# Exercise
All the data must be output exactly as given.

Saved data entries:

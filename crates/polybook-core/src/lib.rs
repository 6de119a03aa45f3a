//! Core engine for polybook polyglot notebooks.
//!
//! This crate provides:
//! - Marker protocol shared with every running program
//! - Incremental stream demultiplexing of subprocess output
//! - One-shot compile-and-run execution for C, C++, Java and JavaScript
//! - Persistent Python interpreter sessions
//! - Input request brokering and per-block orchestration
//! - JSON wire messages for external UI surfaces

pub mod broker;
pub mod config;
pub mod error;
pub mod execute;
pub mod language;
pub mod markers;
pub mod orchestrator;
pub mod output;
pub mod protocol;
pub mod stream;

pub use broker::{InputBroker, PendingInput};
pub use config::Config;
pub use error::{Error, ErrorKind, Result};
pub use execute::{
    AbortHandle, ExecutionResult, ExecutionSink, InterpreterSession, SessionConfig, SessionState,
    TransientRunner,
};
pub use language::{Language, Strategy};
pub use markers::CompletionMarker;
pub use orchestrator::{CellReport, ExecutionRequest, Orchestrator};
pub use output::{CellId, CellUpdate, ImageData, InputPrompt, OutputItem};
pub use protocol::{ClientMessage, ServerMessage};
pub use stream::{StreamDemux, StreamEvent, Utf8Decoder};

# Exercise result
filename crates/polybook-core/src/lib.rs
repository 6de119a03aa45f3a
//! Core engine for polybook polyglot notebooks.
//!
//! This crate provides:
//! - Marker protocol shared with every running program
//! - Incremental stream demultiplexing of subprocess output
//! - One-shot compile-and-run execution for C, C++, Java and JavaScript
//! - Persistent Python interpreter sessions
//! - Input request brokering and per-block orchestration
//! - JSON wire messages for external UI surfaces

pub mod broker;
pub mod config;
pub mod error;
pub mod execute;
pub mod language;
pub mod markers;
pub mod orchestrator;
pub mod output;
pub mod protocol;
pub mod stream;

pub use broker::{InputBroker, PendingInput};
pub use config::Config;
pub use error::{Error, ErrorKind, Result};
pub use execute::{
    AbortHandle, ExecutionResult, ExecutionSink, InterpreterSession, SessionConfig, SessionState,
    TransientRunner,
};
pub use language::{Language, Strategy};
pub use markers::CompletionMarker;
pub use orchestrator::{CellReport, ExecutionRequest, Orchestrator};
pub use output::{CellId, CellUpdate, ImageData, InputPrompt, OutputItem};
pub use protocol::{ClientMessage, ServerMessage};
pub use stream::{StreamDemux, StreamEvent, Utf8Decoder};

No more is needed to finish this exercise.